Exercise details: Print every one of the records verbatim, omitting nothing.

Data provided START

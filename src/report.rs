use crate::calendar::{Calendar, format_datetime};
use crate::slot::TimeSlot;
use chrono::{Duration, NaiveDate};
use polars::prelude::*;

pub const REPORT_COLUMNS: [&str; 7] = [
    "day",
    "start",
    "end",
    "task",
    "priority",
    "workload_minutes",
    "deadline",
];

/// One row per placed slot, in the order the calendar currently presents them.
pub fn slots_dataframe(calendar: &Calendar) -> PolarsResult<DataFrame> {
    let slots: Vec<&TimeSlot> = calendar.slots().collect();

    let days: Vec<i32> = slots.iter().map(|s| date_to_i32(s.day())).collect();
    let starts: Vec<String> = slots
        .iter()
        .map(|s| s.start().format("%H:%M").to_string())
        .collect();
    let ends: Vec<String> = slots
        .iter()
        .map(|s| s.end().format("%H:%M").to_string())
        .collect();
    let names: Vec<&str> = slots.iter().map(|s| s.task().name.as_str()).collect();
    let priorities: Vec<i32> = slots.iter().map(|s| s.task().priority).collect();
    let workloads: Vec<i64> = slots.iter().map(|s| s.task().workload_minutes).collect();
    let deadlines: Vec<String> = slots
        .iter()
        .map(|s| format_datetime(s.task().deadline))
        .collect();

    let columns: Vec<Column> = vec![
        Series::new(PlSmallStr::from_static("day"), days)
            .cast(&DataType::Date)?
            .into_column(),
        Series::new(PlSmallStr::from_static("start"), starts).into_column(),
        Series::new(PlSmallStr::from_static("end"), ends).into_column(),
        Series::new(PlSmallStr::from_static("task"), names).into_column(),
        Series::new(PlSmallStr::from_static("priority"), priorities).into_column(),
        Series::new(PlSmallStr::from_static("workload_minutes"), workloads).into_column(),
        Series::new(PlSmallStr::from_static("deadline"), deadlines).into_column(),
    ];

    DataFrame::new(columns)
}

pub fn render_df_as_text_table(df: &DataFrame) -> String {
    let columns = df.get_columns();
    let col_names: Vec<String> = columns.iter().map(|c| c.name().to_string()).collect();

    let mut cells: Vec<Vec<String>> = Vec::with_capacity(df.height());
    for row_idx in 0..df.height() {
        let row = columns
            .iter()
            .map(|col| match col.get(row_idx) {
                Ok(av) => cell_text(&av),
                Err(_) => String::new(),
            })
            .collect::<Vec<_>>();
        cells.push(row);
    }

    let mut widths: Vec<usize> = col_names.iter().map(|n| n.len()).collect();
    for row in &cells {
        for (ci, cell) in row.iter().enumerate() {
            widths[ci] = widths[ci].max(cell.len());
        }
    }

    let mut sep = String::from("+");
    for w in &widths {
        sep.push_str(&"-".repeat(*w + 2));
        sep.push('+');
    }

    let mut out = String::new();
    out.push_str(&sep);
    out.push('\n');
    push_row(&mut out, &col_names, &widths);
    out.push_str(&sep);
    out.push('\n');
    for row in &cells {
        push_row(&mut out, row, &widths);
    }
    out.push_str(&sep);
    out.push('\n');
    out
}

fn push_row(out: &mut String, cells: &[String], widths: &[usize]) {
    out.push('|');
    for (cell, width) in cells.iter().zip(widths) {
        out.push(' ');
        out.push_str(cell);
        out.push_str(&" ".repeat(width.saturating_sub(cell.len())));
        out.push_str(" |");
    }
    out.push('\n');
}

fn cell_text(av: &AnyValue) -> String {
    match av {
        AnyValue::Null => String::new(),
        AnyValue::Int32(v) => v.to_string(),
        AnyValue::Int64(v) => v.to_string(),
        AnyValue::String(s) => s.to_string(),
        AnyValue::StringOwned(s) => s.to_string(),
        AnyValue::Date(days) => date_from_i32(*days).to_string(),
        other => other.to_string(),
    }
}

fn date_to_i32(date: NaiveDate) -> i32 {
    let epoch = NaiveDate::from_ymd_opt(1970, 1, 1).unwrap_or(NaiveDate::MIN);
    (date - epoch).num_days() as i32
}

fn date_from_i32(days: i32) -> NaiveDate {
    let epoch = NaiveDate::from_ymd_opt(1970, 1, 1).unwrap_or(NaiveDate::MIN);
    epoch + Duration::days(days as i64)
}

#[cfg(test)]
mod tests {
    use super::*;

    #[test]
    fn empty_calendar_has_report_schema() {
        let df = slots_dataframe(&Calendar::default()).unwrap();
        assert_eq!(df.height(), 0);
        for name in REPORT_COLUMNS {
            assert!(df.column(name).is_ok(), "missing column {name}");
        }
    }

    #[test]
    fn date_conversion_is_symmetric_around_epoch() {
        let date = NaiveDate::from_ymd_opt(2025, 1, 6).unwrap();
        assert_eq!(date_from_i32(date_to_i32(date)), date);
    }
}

Data provided END

Reply:
filename src/report.rs
use crate::calendar::{Calendar, format_datetime};
use crate::slot::TimeSlot;
use chrono::{Duration, NaiveDate};
use polars::prelude::*;

pub const REPORT_COLUMNS: [&str; 7] = [
    "day",
    "start",
    "end",
    "task",
    "priority",
    "workload_minutes",
    "deadline",
];

/// One row per placed slot, in the order the calendar currently presents them.
pub fn slots_dataframe(calendar: &Calendar) -> PolarsResult<DataFrame> {
    let slots: Vec<&TimeSlot> = calendar.slots().collect();

    let days: Vec<i32> = slots.iter().map(|s| date_to_i32(s.day())).collect();
    let starts: Vec<String> = slots
        .iter()
        .map(|s| s.start().format("%H:%M").to_string())
        .collect();
    let ends: Vec<String> = slots
        .iter()
        .map(|s| s.end().format("%H:%M").to_string())
        .collect();
    let names: Vec<&str> = slots.iter().map(|s| s.task().name.as_str()).collect();
    let priorities: Vec<i32> = slots.iter().map(|s| s.task().priority).collect();
    let workloads: Vec<i64> = slots.iter().map(|s| s.task().workload_minutes).collect();
    let deadlines: Vec<String> = slots
        .iter()
        .map(|s| format_datetime(s.task().deadline))
        .collect();

    let columns: Vec<Column> = vec![
        Series::new(PlSmallStr::from_static("day"), days)
            .cast(&DataType::Date)?
            .into_column(),
        Series::new(PlSmallStr::from_static("start"), starts).into_column(),
        Series::new(PlSmallStr::from_static("end"), ends).into_column(),
        Series::new(PlSmallStr::from_static("task"), names).into_column(),
        Series::new(PlSmallStr::from_static("priority"), priorities).into_column(),
        Series::new(PlSmallStr::from_static("workload_minutes"), workloads).into_column(),
        Series::new(PlSmallStr::from_static("deadline"), deadlines).into_column(),
    ];

    DataFrame::new(columns)
}

pub fn render_df_as_text_table(df: &DataFrame) -> String {
    let columns = df.get_columns();
    let col_names: Vec<String> = columns.iter().map(|c| c.name().to_string()).collect();

    let mut cells: Vec<Vec<String>> = Vec::with_capacity(df.height());
    for row_idx in 0..df.height() {
        let row = columns
            .iter()
            .map(|col| match col.get(row_idx) {
                Ok(av) => cell_text(&av),
                Err(_) => String::new(),
            })
            .collect::<Vec<_>>();
        cells.push(row);
    }

    let mut widths: Vec<usize> = col_names.iter().map(|n| n.len()).collect();
    for row in &cells {
        for (ci, cell) in row.iter().enumerate() {
            widths[ci] = widths[ci].max(cell.len());
        }
    }

    let mut sep = String::from("+");
    for w in &widths {
        sep.push_str(&"-".repeat(*w + 2));
        sep.push('+');
    }

    let mut out = String::new();
    out.push_str(&sep);
    out.push('\n');
    push_row(&mut out, &col_names, &widths);
    out.push_str(&sep);
    out.push('\n');
    for row in &cells {
        push_row(&mut out, row, &widths);
    }
    out.push_str(&sep);
    out.push('\n');
    out
}

fn push_row(out: &mut String, cells: &[String], widths: &[usize]) {
    out.push('|');
    for (cell, width) in cells.iter().zip(widths) {
        out.push(' ');
        out.push_str(cell);
        out.push_str(&" ".repeat(width.saturating_sub(cell.len())));
        out.push_str(" |");
    }
    out.push('\n');
}

fn cell_text(av: &AnyValue) -> String {
    match av {
        AnyValue::Null => String::new(),
        AnyValue::Int32(v) => v.to_string(),
        AnyValue::Int64(v) => v.to_string(),
        AnyValue::String(s) => s.to_string(),
        AnyValue::StringOwned(s) => s.to_string(),
        AnyValue::Date(days) => date_from_i32(*days).to_string(),
        other => other.to_string(),
    }
}

fn date_to_i32(date: NaiveDate) -> i32 {
    let epoch = NaiveDate::from_ymd_opt(1970, 1, 1).unwrap_or(NaiveDate::MIN);
    (date - epoch).num_days() as i32
}

fn date_from_i32(days: i32) -> NaiveDate {
    let epoch = NaiveDate::from_ymd_opt(1970, 1, 1).unwrap_or(NaiveDate::MIN);
    epoch + Duration::days(days as i64)
}

#[cfg(test)]
mod tests {
    use super::*;

    #[test]
    fn empty_calendar_has_report_schema() {
        let df = slots_dataframe(&Calendar::default()).unwrap();
        assert_eq!(df.height(), 0);
        for name in REPORT_COLUMNS {
            assert!(df.column(name).is_ok(), "missing column {name}");
        }
    }

    #[test]
    fn date_conversion_is_symmetric_around_epoch() {
        let date = NaiveDate::from_ymd_opt(2025, 1, 6).unwrap();
        assert_eq!(date_from_i32(date_to_i32(date)), date);
    }
}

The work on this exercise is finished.